I’ve been talking with a few friends about Mexico, and it’s interesting. My sister and her husband work with some people who came to the States in order to escape cartel violence. Other friends mentioned cartels as well.
I used to teach Cultural Geography and one of my favorite exercises was to ask students to write down a country, then write down five things they knew were true about that country. They liked this: showing their own expertise.
Then I asked them to explain why they knew each of those things. Their faces would fall. “What do you mean how do we know it,” one of them would inevitably say. “It’s, like, common knowledge.

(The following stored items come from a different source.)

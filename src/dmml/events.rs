//! Tagged scene-event union
//!
//! Every payload is carried in the variant itself; observers match on the
//! variant instead of casting an untyped pointer by convention.

use serde::{Deserialize, Serialize};

use super::node::{NodeId, NodeKind};

/// Event emitted by scene mutation or by managers (secondary events)
#[derive(Debug, Clone, PartialEq)]
pub enum SceneEvent {
    /// A node entered the scene
    NodeAdded(NodeId),
    /// A node left the scene; the node itself is already gone, so the kind
    /// travels with the event
    NodeRemoved { id: NodeId, kind: NodeKind },
    /// A node was mutated in place
    NodeModified(NodeId),
    /// Bulk load/import started; per-node events are suppressed until it ends
    BatchProcessingStarted,
    /// Bulk load/import finished; deferred structural rebuilds run now
    BatchProcessingEnded,
    /// Scene teardown started; heavy recompute should be suppressed
    SceneClosing,
    /// Scene teardown finished; all per-scene state must be dropped
    SceneClosed,
    /// A 3D view rebound to a different camera node
    ActiveCameraChanged { view: NodeId, camera: NodeId },
}

/// Discriminant of `SceneEvent`, used as the observation filter key
#[derive(Debug, Clone, Copy, PartialEq, Eq, Hash, Serialize, Deserialize)]
pub enum EventKind {
    NodeAdded,
    NodeRemoved,
    NodeModified,
    BatchProcessingStarted,
    BatchProcessingEnded,
    SceneClosing,
    SceneClosed,
    ActiveCameraChanged,
}

impl SceneEvent {
    /// Discriminant of this event
    pub fn kind(&self) -> EventKind {
        match self {
            SceneEvent::NodeAdded(_) => EventKind::NodeAdded,
            SceneEvent::NodeRemoved { .. } => EventKind::NodeRemoved,
            SceneEvent::NodeModified(_) => EventKind::NodeModified,
            SceneEvent::BatchProcessingStarted => EventKind::BatchProcessingStarted,
            SceneEvent::BatchProcessingEnded => EventKind::BatchProcessingEnded,
            SceneEvent::SceneClosing => EventKind::SceneClosing,
            SceneEvent::SceneClosed => EventKind::SceneClosed,
            SceneEvent::ActiveCameraChanged { .. } => EventKind::ActiveCameraChanged,
        }
    }

    /// The node this event is about, if it is node-scoped
    pub fn subject(&self) -> Option<&NodeId> {
        match self {
            SceneEvent::NodeAdded(id) => Some(id),
            SceneEvent::NodeRemoved { id, .. } => Some(id),
            SceneEvent::NodeModified(id) => Some(id),
            SceneEvent::ActiveCameraChanged { camera, .. } => Some(camera),
            _ => None,
        }
    }
}

#[cfg(test)]
mod tests {
    use super::*;

    #[test]
    fn test_kind_and_subject() {
        let id = NodeId::new("Model1");
        let event = SceneEvent::NodeModified(id.clone());
        assert_eq!(event.kind(), EventKind::NodeModified);
        assert_eq!(event.subject(), Some(&id));
        assert_eq!(SceneEvent::BatchProcessingEnded.subject(), None);
    }
}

Everybody knows Russia is always cold.”
Slowly, inexorably, through a process that had some of them rolling their eyes and others looking thoughtful, we peeled back the layers of movies, parental attitudes, and casual news snippets that had formed their “certain knowledge.” (College students aren’t big on news; they tend to be the core around which their own world turns so any important info emanates from them.) And they began to recognize, at least the smart ones did, how little of what they knew was based on either direct experience, or actual verifiable information.
There’s a metaphor in there for the age of disinformation white noise we are in, and the fact that the volume will go up to 11 on Monday, but let’s go back to those Mexican cartels. One per square foot across the country, right?

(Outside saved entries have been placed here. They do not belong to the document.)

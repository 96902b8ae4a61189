//! Mesh containers for displayable geometry
//!
//! Two payload shapes exist: triangle surfaces and tetrahedral volumes.
//! Volumes render through their boundary surface; clipping distinguishes the
//! two (surfaces can be straight-cut, volumes extract whole cells).

use std::collections::HashMap;

use glam::Vec3;
use serde::{Deserialize, Serialize};

/// Named per-point scalar array (e.g. a probed intensity or a label value)
#[derive(Debug, Clone, Serialize, Deserialize)]
pub struct PointScalars {
    pub name: String,
    pub values: Vec<f32>,
}

/// Axis-aligned bounding box
#[derive(Debug, Clone, Copy, PartialEq)]
pub struct Bounds {
    pub min: Vec3,
    pub max: Vec3,
}

impl Bounds {
    /// Grows the box to contain a point
    pub fn expand(&mut self, p: Vec3) {
        self.min = self.min.min(p);
        self.max = self.max.max(p);
    }

    /// Merges another box into this one
    pub fn union(&mut self, other: &Bounds) {
        self.min = self.min.min(other.min);
        self.max = self.max.max(other.max);
    }

    /// Box of a point set, None when empty
    pub fn of_points(points: &[Vec3]) -> Option<Bounds> {
        let first = *points.first()?;
        let mut bounds = Bounds { min: first, max: first };
        for &p in &points[1..] {
            bounds.expand(p);
        }
        Some(bounds)
    }

    /// The eight corner points
    pub fn corners(&self) -> [Vec3; 8] {
        let (lo, hi) = (self.min, self.max);
        [
            Vec3::new(lo.x, lo.y, lo.z),
            Vec3::new(hi.x, lo.y, lo.z),
            Vec3::new(lo.x, hi.y, lo.z),
            Vec3::new(hi.x, hi.y, lo.z),
            Vec3::new(lo.x, lo.y, hi.z),
            Vec3::new(hi.x, lo.y, hi.z),
            Vec3::new(lo.x, hi.y, hi.z),
            Vec3::new(hi.x, hi.y, hi.z),
        ]
    }
}

/// Triangle surface mesh
#[derive(Debug, Clone, Default, Serialize, Deserialize)]
pub struct PolyMesh {
    pub points: Vec<Vec3>,
    pub triangles: Vec<[u32; 3]>,
    pub scalars: Option<PointScalars>,
}

impl PolyMesh {
    /// True if there is nothing to draw
    pub fn is_empty(&self) -> bool {
        self.points.is_empty() || self.triangles.is_empty()
    }

    /// Bounding box of the point set
    pub fn bounds(&self) -> Option<Bounds> {
        Bounds::of_points(&self.points)
    }

    /// Axis-aligned quad centered at `origin`, spanned by `u` and `v`
    ///
    /// Used for slice-plane proxy models shown in the 3D view.
    pub fn plane_quad(origin: Vec3, u: Vec3, v: Vec3) -> PolyMesh {
        PolyMesh {
            points: vec![
                origin - u - v,
                origin + u - v,
                origin + u + v,
                origin - u + v,
            ],
            triangles: vec![[0, 1, 2], [0, 2, 3]],
            scalars: None,
        }
    }

    /// Unit-ish cube centered at `center` with half-extent `half`
    pub fn cube(center: Vec3, half: f32) -> PolyMesh {
        let h = Vec3::splat(half);
        let b = Bounds { min: center - h, max: center + h };
        let points = b.corners().to_vec();
        // 12 triangles, outward winding.
        let triangles = vec![
            [0, 2, 1], [1, 2, 3], // -z
            [4, 5, 6], [5, 7, 6], // +z
            [0, 1, 4], [1, 5, 4], // -y
            [2, 6, 3], [3, 6, 7], // +y
            [0, 4, 2], [2, 4, 6], // -x
            [1, 3, 5], [3, 7, 5], // +x
        ];
        PolyMesh { points, triangles, scalars: None }
    }
}

/// Tetrahedral volume mesh
#[derive(Debug, Clone, Default, Serialize, Deserialize)]
pub struct UnstructuredGrid {
    pub points: Vec<Vec3>,
    pub tetrahedra: Vec<[u32; 4]>,
}

impl UnstructuredGrid {
    pub fn is_empty(&self) -> bool {
        self.points.is_empty() || self.tetrahedra.is_empty()
    }

    pub fn bounds(&self) -> Option<Bounds> {
        Bounds::of_points(&self.points)
    }

    /// Extracts the boundary surface: faces referenced by exactly one cell
    pub fn surface(&self) -> PolyMesh {
        let mut face_count: HashMap<[u32; 3], ([u32; 3], u32)> = HashMap::new();
        for tet in &self.tetrahedra {
            let faces = [
                [tet[0], tet[1], tet[2]],
                [tet[0], tet[1], tet[3]],
                [tet[0], tet[2], tet[3]],
                [tet[1], tet[2], tet[3]],
            ];
            for face in faces {
                let mut key = face;
                key.sort_unstable();
                face_count
                    .entry(key)
                    .and_modify(|(_, n)| *n += 1)
                    .or_insert((face, 1));
            }
        }
        let triangles: Vec<[u32; 3]> = face_count
            .into_values()
            .filter(|(_, n)| *n == 1)
            .map(|(face, _)| face)
            .collect();
        PolyMesh {
            points: self.points.clone(),
            triangles,
            scalars: None,
        }
    }
}

/// Geometry payload of a displayable node
#[derive(Debug, Clone, Serialize, Deserialize)]
pub enum Mesh {
    Surface(PolyMesh),
    Volume(UnstructuredGrid),
}

impl Mesh {
    pub fn is_empty(&self) -> bool {
        match self {
            Mesh::Surface(m) => m.is_empty(),
            Mesh::Volume(g) => g.is_empty(),
        }
    }

    pub fn bounds(&self) -> Option<Bounds> {
        match self {
            Mesh::Surface(m) => m.bounds(),
            Mesh::Volume(g) => g.bounds(),
        }
    }

    /// Renderable triangle surface of the payload
    pub fn render_surface(&self) -> PolyMesh {
        match self {
            Mesh::Surface(m) => m.clone(),
            Mesh::Volume(g) => g.surface(),
        }
    }
}

#[cfg(test)]
mod tests {
    use super::*;

    #[test]
    fn test_cube_bounds() {
        let cube = PolyMesh::cube(Vec3::ZERO, 1.0);
        let b = cube.bounds().unwrap();
        assert_eq!(b.min, Vec3::splat(-1.0));
        assert_eq!(b.max, Vec3::splat(1.0));
        assert_eq!(cube.triangles.len(), 12);
    }

    #[test]
    fn test_grid_surface_of_single_tet() {
        let grid = UnstructuredGrid {
            points: vec![
                Vec3::ZERO,
                Vec3::X,
                Vec3::Y,
                Vec3::Z,
            ],
            tetrahedra: vec![[0, 1, 2, 3]],
        };
        // All four faces are boundary faces.
        assert_eq!(grid.surface().triangles.len(), 4);
    }

    #[test]
    fn test_grid_surface_shares_interior_face() {
        let grid = UnstructuredGrid {
            points: vec![
                Vec3::ZERO,
                Vec3::X,
                Vec3::Y,
                Vec3::Z,
                Vec3::new(1.0, 1.0, 1.0),
            ],
            tetrahedra: vec![[0, 1, 2, 3], [1, 2, 3, 4]],
        };
        // 8 faces total, one shared: 6 boundary faces remain.
        assert_eq!(grid.surface().triangles.len(), 6);
    }
}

Wrong. It’s not that they are not there, it’s that they are not everywhere, controlling everything, any more than we are a nation of nude beaches bent on pulling all young men into corrupt lives (waves cheerfully to Iran). If we want to believe of other nations the propaganda that our nation (or a few allies) have put out about it, we might be, you know, easy to manipulate.
Just thinking out loud here, folks. No biggie.